John Dunmore Lang (25 August 1799 – 8 August 1878) was a Scottish-born Australian Presbyterian minister, writer, historian, politician and activist. He was the first prominent advocate of an independent Australian nation and of Australian republicanism.

==Background and family==
Lang was born near Greenock, Renfrewshire (now Inverclyde), Scotland, the eldest son of William Lang and Mary Dunmore. His father was a small landowner and his mother a pious Presbyterian, who dedicated her son to the Church of Scotland ministry from an early age. He grew up in nearby Largs and was educated at the school there and at the University of Glasgow, where he excelled, winning many prizes and graduating as a Master of Arts in 1820. Stevenson McGill was his most influential teacher; he also greatly admired Thomas Chalmers. His brother, George, had found employment in New South Wales and Lang decided to join him. He was ordained by the Presbytery of Irvine on 30 September 1822. Arriving in Sydney Cove on 23 May 1823, he became the first Presbyterian minister in the colony of New South Wales. (He had come out to Hobart on , and then had sailed from Hobart to Sydney on .) On the way back from the second of his nine voyages to Britain (1830–31), he married his 18-year-old cousin, Wilhelmina Mackie, in Cape Town. They were married for 47 years and had ten children, only three of whom survived him. There were no grandchildren.

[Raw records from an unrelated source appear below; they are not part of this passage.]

//! Snapshot value objects used for export, import and directory sync

use serde::{Deserialize, Serialize};
use std::collections::BTreeMap;

use super::header::HeaderConfig;
use super::section::{ContentSection, SectionInput};
use super::variant::Variant;

/// Variant metadata as carried by a snapshot document
#[derive(Debug, Clone, PartialEq, Serialize, Deserialize)]
pub struct SnapshotVariant {
    /// May be empty in sync files, where the file stem supplies it
    #[serde(default)]
    pub slug: String,
    pub name: String,
    #[serde(default, skip_serializing_if = "Option::is_none")]
    pub description: Option<String>,
    pub weight: i64,
    /// Defaults to "active" on import
    #[serde(default, skip_serializing_if = "Option::is_none")]
    pub status: Option<String>,
    #[serde(default)]
    pub axes: BTreeMap<String, String>,
    #[serde(default, skip_serializing_if = "Option::is_none")]
    pub header: Option<HeaderConfig>,
    #[serde(default, skip_serializing_if = "Option::is_none")]
    pub seo: Option<serde_json::Value>,
}

/// One variant's metadata plus its ordered section list
#[derive(Debug, Clone, PartialEq, Serialize, Deserialize)]
pub struct VariantSnapshot {
    pub variant: SnapshotVariant,
    #[serde(default)]
    pub sections: Vec<SectionInput>,
}

impl VariantSnapshot {
    /// Compose a snapshot from stored state (all sections, not just public)
    pub fn from_parts(variant: &Variant, sections: &[ContentSection]) -> Self {
        Self {
            variant: SnapshotVariant {
                slug: variant.slug.clone(),
                name: variant.name.clone(),
                description: variant.description.clone(),
                weight: variant.weight,
                status: Some(variant.status.as_str().to_string()),
                axes: variant.axes.clone(),
                header: Some(variant.header_config.clone()),
                seo: Some(variant.seo_config.clone()),
            },
            sections: sections.iter().map(ContentSection::to_input).collect(),
        }
    }
}
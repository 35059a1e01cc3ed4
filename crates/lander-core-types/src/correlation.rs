//! Correlation types for request tracking
//!
//! A landing request can emit several events (provider failures, fallback
//! substitution, branding degradation). The request id ties them together.

use serde::{Deserialize, Serialize};
use uuid::Uuid;

/// Unique identifier for a single request or operation
#[derive(Debug, Clone, PartialEq, Eq, Hash, Serialize, Deserialize)]
pub struct RequestId(String);

impl RequestId {
    /// Generate a new random RequestId using UUIDv7
    pub fn new() -> Self {
        Self(Uuid::now_v7().to_string())
    }

    /// Get the string representation
    pub fn as_str(&self) -> &str {
        &self.0
    }

    /// Create from an existing string (e.g. an inbound request header)
    pub fn from_string(s: String) -> Self {
        Self(s)
    }
}

impl Default for RequestId {
    fn default() -> Self {
        Self::new()
    }
}

impl std::fmt::Display for RequestId {
    fn fmt(&self, f: &mut std::fmt::Formatter<'_>) -> std::fmt::Result {
        write!(f, "{}", self.0)
    }
}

==Lang and the claims of the Church of England==
Lang found the Presbyterian Scots in New South Wales to be a small minority, dominated by an Anglican administration and outnumbered by Irish Roman Catholics. There was no Presbyterian church in the colony and he commenced building one before he had applied to the Governor of New South Wales, Sir Thomas Brisbane, to provide public funds for it. Governor Brisbane refused. Lang had laid the foundation stone for the Scots Church on 1 July 1824 and it was completed with significant debt by William and Andrew Lang and opened on 16 July 1826, with a trust deed that tied it to the Church of Scotland. Lang visited Britain during 1824–25, where he successfully lobbied the Secretary for the Colonies, Lord Bathurst, to recognise the legal status of the Church of Scotland to the extent that he was allowed a stipend of £300 per annum (current equivalent: £). During this visit, he was made a Doctor of Divinity by Glasgow University and recruited the John McGarvie for ministry at Portland Head.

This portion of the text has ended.